Harris is well aware of the sensitivity of the moment. But he is adamant against trying to milk the moment for publicity.
To recap: the film opens with the death of the pope and turns around the political maneuvering and manipulations behind the election of his successor. Cardinal Thomas Lawrence (Fiennes) is dean of the College of Cardinals, who must organize the conclave amid his own crisis of faith.
“I’ve been refusing all requests to talk about it and a future conclave because I think that’s in extreme bad taste,” Harris told The Associated Press (AP). “I really hope he’s got some more years yet.”
Pope Francis suffered a setback on Friday, after he inhaled vomit during a coughing fit and required noninvasive mechanical ventilation to breathe. (See related story in World, Page A8)
Creative liberties
All this has made “Conclave” the film a bit too close for comfort in more ways than one for anyone following Francis’ plight and concerned about what it means for the Catholic Church.

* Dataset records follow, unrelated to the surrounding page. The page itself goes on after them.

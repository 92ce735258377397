use thiserror::Error;

#[derive(Error, Debug)]
pub enum JenkinsBtError {
    #[error("Invalid configuration: {0}")]
    Config(String),

    #[error("Unknown alias '{alias}' referenced by {context}")]
    UnknownAlias { alias: String, context: String },

    #[error("Jenkins API request failed (status {status}): {message}")]
    Api { status: u16, message: String },

    #[error("No stage info for {job} #{build} after {attempts} attempts")]
    StatusUnavailable {
        job: String,
        build: u64,
        attempts: u32,
    },

    #[error("Network error: {0}")]
    Network(#[from] reqwest::Error),

    #[error("JSON serialization error: {0}")]
    Json(#[from] serde_json::Error),

    #[error("YAML parse error: {0}")]
    Yaml(#[from] serde_yaml::Error),

    #[error("TOML parse error: {0}")]
    Toml(#[from] toml::de::Error),
}

pub type Result<T> = std::result::Result<T, JenkinsBtError>;
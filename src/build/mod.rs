mod orchestrator;
mod record;

pub use orchestrator::{BuildOrchestrator, PollSettings};
pub use record::{BuildRecord, BuildStatus, PhaseVerdict};

/// Receives progress of the phase being built.
pub trait PhaseReporter {
    /// Called before the first job of phase `number` (1-based) is triggered.
    fn phase_started(&mut self, _number: usize, _jobs: &[String]) {}

    /// Current state of every record, after triggering and after each polling tick.
    fn update(&mut self, records: &[BuildRecord]);

    fn phase_finished(&mut self, _verdict: PhaseVerdict) {}
}
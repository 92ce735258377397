use std::collections::HashSet;

use log::debug;

use super::graph::DependencyGraph;
use crate::error::Result;

/// Ordered phases of aliases; every phase may run concurrently once the
/// previous ones are done.
///
/// Excluding aliases never moves a job ahead of its prerequisites; phases left
/// empty by an exclusion are dropped, so later phases move up.
#[derive(Debug, Clone, Default, PartialEq, Eq)]
pub struct ExecutionPlan {
    phases: Vec<Vec<String>>,
}

impl DependencyGraph {
    /// Layers the subgraph reachable from `start` into phases.
    ///
    /// Phase 0 is always `{start}`, even when `start` has prerequisites that
    /// are not reachable from it. A successor joins the next phase once every
    /// reachable prerequisite has been placed. Nodes on a cycle never get there
    /// and are left out of the plan.
    ///
    /// # Errors
    ///
    /// Returns [`crate::error::JenkinsBtError::UnknownAlias`] if `start` is not declared.
    pub fn schedule(&self, start: &str) -> Result<ExecutionPlan> {
        let start_idx = self.require(start, "start point")?;

        let mut remaining: Vec<usize> = self.nodes.iter().map(|n| n.prerequisites).collect();
        let mut scheduled = vec![false; self.nodes.len()];
        scheduled[start_idx] = true;

        let mut phases = Vec::new();
        let mut current = vec![start_idx];

        while !current.is_empty() {
            let mut next = Vec::new();

            for &idx in &current {
                for &succ in &self.nodes[idx].successors {
                    let Some(count) = remaining[succ].checked_sub(1) else {
                        continue;
                    };
                    remaining[succ] = count;

                    if count == 0 && !scheduled[succ] {
                        scheduled[succ] = true;
                        next.push(succ);
                    }
                }
            }

            phases.push(
                current
                    .iter()
                    .map(|&idx| self.nodes[idx].name.clone())
                    .collect(),
            );
            current = next;
        }

        debug!("Scheduled {} phases from '{start}'", phases.len());

        Ok(ExecutionPlan { phases })
    }
}

impl ExecutionPlan {
    /// Removes the given aliases and drops the phases they leave empty.
    ///
    /// Prerequisite counts are not re-resolved: successors of an excluded
    /// alias keep their relative order, as if it had run.
    #[must_use]
    pub fn exclude<S: AsRef<str>>(mut self, excluded: &[S]) -> Self {
        let excluded: HashSet<&str> = excluded.iter().map(|s| s.as_ref()).collect();
        for phase in &mut self.phases {
            phase.retain(|alias| !excluded.contains(alias.as_str()));
        }
        self.phases.retain(|phase| !phase.is_empty());
        self
    }

    /// All phases in order; none of them is empty.
    pub fn phases(&self) -> &[Vec<String>] {
        &self.phases
    }

    pub fn phase_count(&self) -> usize {
        self.phases.len()
    }

    pub fn total_jobs(&self) -> usize {
        self.phases.iter().map(Vec::len).sum()
    }

    /// `true` when there is nothing to build.
    pub fn is_empty(&self) -> bool {
        self.total_jobs() == 0
    }

    /// Zero-based phase index of `alias`, if it is part of the plan.
    pub fn phase_of(&self, alias: &str) -> Option<usize> {
        self.phases
            .iter()
            .position(|phase| phase.iter().any(|a| a == alias))
    }
}
use serde::{Deserialize, Serialize};
use std::fmt;

use crate::jenkins::StageInfo;

pub const UNKNOWN_STAGE: &str = "?";

/// Status of one triggered run.
///
/// Jenkins reports statuses as strings; the ones the orchestrator acts upon
/// get their own variant, anything else is kept verbatim.
#[derive(Debug, Clone, PartialEq, Eq, Hash, Serialize, Deserialize)]
#[serde(from = "String", into = "String")]
pub enum BuildStatus {
    /// Triggered, no status reported yet
    Initiated,
    InProgress,
    Success,
    Failed,
    Aborted,
    Other(String),
}

impl BuildStatus {
    /// SUCCESS, FAILED and ABORTED stop polling for a job.
    pub fn is_terminal(&self) -> bool {
        matches!(self, Self::Success | Self::Failed | Self::Aborted)
    }

    pub fn as_str(&self) -> &str {
        match self {
            Self::Initiated => "INITIATED",
            Self::InProgress => "IN_PROGRESS",
            Self::Success => "SUCCESS",
            Self::Failed => "FAILED",
            Self::Aborted => "ABORTED",
            Self::Other(status) => status,
        }
    }
}

impl From<String> for BuildStatus {
    fn from(status: String) -> Self {
        match status.as_str() {
            "INITIATED" => Self::Initiated,
            "IN_PROGRESS" => Self::InProgress,
            "SUCCESS" => Self::Success,
            "FAILED" => Self::Failed,
            "ABORTED" => Self::Aborted,
            _ => Self::Other(status),
        }
    }
}

impl From<&str> for BuildStatus {
    fn from(status: &str) -> Self {
        Self::from(status.to_string())
    }
}

impl From<BuildStatus> for String {
    fn from(status: BuildStatus) -> Self {
        status.as_str().to_string()
    }
}

impl fmt::Display for BuildStatus {
    fn fmt(&self, f: &mut fmt::Formatter<'_>) -> fmt::Result {
        f.write_str(self.as_str())
    }
}

/// One job run within a phase.
#[derive(Debug, Clone, PartialEq)]
pub struct BuildRecord {
    pub alias: String,
    pub job_name: String,
    /// Predicted from the job's next build number before triggering
    pub build_number: u64,
    pub status: BuildStatus,
    /// Last known stage name, "?" until one is reported
    pub stage: String,
    /// Elapsed run time in seconds
    pub duration: f64,
}

impl BuildRecord {
    pub fn new(alias: impl Into<String>, job_name: impl Into<String>, build_number: u64) -> Self {
        Self {
            alias: alias.into(),
            job_name: job_name.into(),
            build_number,
            status: BuildStatus::Initiated,
            stage: UNKNOWN_STAGE.to_string(),
            duration: 0.0,
        }
    }

    pub fn is_terminal(&self) -> bool {
        self.status.is_terminal()
    }

    /// Applies a status report. The stage is kept when no stage has started.
    pub fn apply(&mut self, info: &StageInfo) {
        self.status = BuildStatus::from(info.status.as_str());
        self.duration = info.duration_secs();
        if let Some(stage) = info.current_stage() {
            self.stage = stage.to_string();
        }
    }
}

/// Aggregate status of a phase.
#[derive(Debug, Clone, Copy, PartialEq, Eq)]
pub enum PhaseVerdict {
    InProgress,
    Success,
    Failed,
}

impl fmt::Display for PhaseVerdict {
    fn fmt(&self, f: &mut fmt::Formatter<'_>) -> fmt::Result {
        let text = match self {
            Self::InProgress => "IN_PROGRESS",
            Self::Success => "SUCCESS",
            Self::Failed => "FAILED",
        };
        f.write_str(text)
    }
}

/// Aggregates the current statuses of a phase.
///
/// SUCCESS when every record succeeded, FAILED when any record failed or,
/// unless `ignore_failed` is set, was aborted. IN_PROGRESS otherwise.
pub fn resolve_verdict(records: &[BuildRecord], ignore_failed: bool) -> PhaseVerdict {
    if !records.is_empty() && records.iter().all(|r| r.status == BuildStatus::Success) {
        return PhaseVerdict::Success;
    }

    let any_failed = records.iter().any(|r| r.status == BuildStatus::Failed);
    let any_aborted = records.iter().any(|r| r.status == BuildStatus::Aborted);
    if any_failed || (!ignore_failed && any_aborted) {
        return PhaseVerdict::Failed;
    }

    PhaseVerdict::InProgress
}

#[cfg(test)]
mod tests {
    use super::*;
    use crate::jenkins::StageSummary;

    fn records(statuses: &[&str]) -> Vec<BuildRecord> {
        statuses
            .iter()
            .enumerate()
            .map(|(i, status)| {
                let mut record = BuildRecord::new(format!("J{i}"), format!("job-{i}"), 1);
                record.status = BuildStatus::from(*status);
                record
            })
            .collect()
    }

    #[test]
    fn parses_known_and_unknown_statuses() {
        assert_eq!(BuildStatus::from("SUCCESS"), BuildStatus::Success);
        assert_eq!(BuildStatus::from("IN_PROGRESS"), BuildStatus::InProgress);
        assert_eq!(
            BuildStatus::from("NOT_EXECUTED"),
            BuildStatus::Other("NOT_EXECUTED".to_string())
        );
        assert_eq!(BuildStatus::from("UNSTABLE").to_string(), "UNSTABLE");
    }

    #[test]
    fn only_success_failed_aborted_are_terminal() {
        for status in ["SUCCESS", "FAILED", "ABORTED"] {
            assert!(BuildStatus::from(status).is_terminal(), "{status}");
        }
        for status in ["INITIATED", "IN_PROGRESS", "PAUSED_PENDING_INPUT", "UNSTABLE"] {
            assert!(!BuildStatus::from(status).is_terminal(), "{status}");
        }
    }

    #[test]
    fn new_record_starts_initiated() {
        let record = BuildRecord::new("A", "job-a", 12);

        assert_eq!(record.status, BuildStatus::Initiated);
        assert_eq!(record.stage, "?");
        assert_eq!(record.build_number, 12);
        assert!(!record.is_terminal());
    }

    #[test]
    fn apply_updates_status_stage_and_duration() {
        let mut record = BuildRecord::new("A", "job-a", 3);

        record.apply(&StageInfo {
            status: "IN_PROGRESS".to_string(),
            stages: Some(vec![StageSummary {
                name: "Compile".to_string(),
            }]),
            duration_millis: 2500,
        });
        assert_eq!(record.stage, "Compile");
        assert_eq!(record.status, BuildStatus::InProgress);
        assert!((record.duration - 2.5).abs() < f64::EPSILON);

        record.apply(&StageInfo {
            status: "SUCCESS".to_string(),
            stages: Some(vec![]),
            duration_millis: 9000,
        });
        assert_eq!(record.stage, "Compile");
        assert_eq!(record.status, BuildStatus::Success);
    }

    #[test]
    fn verdict_success_requires_every_job() {
        assert_eq!(
            resolve_verdict(&records(&["SUCCESS", "SUCCESS"]), false),
            PhaseVerdict::Success
        );
        assert_eq!(
            resolve_verdict(&records(&["SUCCESS", "IN_PROGRESS"]), false),
            PhaseVerdict::InProgress
        );
        assert_eq!(resolve_verdict(&[], false), PhaseVerdict::InProgress);
    }

    #[test]
    fn verdict_failed_on_any_failure() {
        for ignore_failed in [false, true] {
            assert_eq!(
                resolve_verdict(&records(&["SUCCESS", "FAILED", "IN_PROGRESS"]), ignore_failed),
                PhaseVerdict::Failed
            );
        }
    }

    #[test]
    fn verdict_aborted_depends_on_ignore_failed() {
        let aborted = records(&["SUCCESS", "ABORTED"]);

        assert_eq!(resolve_verdict(&aborted, false), PhaseVerdict::Failed);
        assert_eq!(resolve_verdict(&aborted, true), PhaseVerdict::InProgress);
    }

    #[test]
    fn status_serializes_as_plain_string() {
        let json = serde_json::to_string(&BuildStatus::Aborted).unwrap();
        assert_eq!(json, "\"ABORTED\"");

        let parsed: BuildStatus = serde_json::from_str("\"QUEUED\"").unwrap();
        assert_eq!(parsed, BuildStatus::Other("QUEUED".to_string()));
    }
}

Massimo Faggioli, theologian at Villanova University, said the film was “sadly effective” in illustrating the institutional instability that the Catholic Church is going through now, as well as the ease with which a single act or allegation of misconduct can ruin someone.
For sure Berger takes some creative liberties. Cardinal Lawrence, for example, would have been excommunicated two or possibly three times for his efforts to navigate the intrigue, given the ban on communications with the outside world during a conclave and canon laws governing the seal of the confessional and the sealing of the papal apartments after a pope has died.
But this is Hollywood, and His Eminence can be forgiven.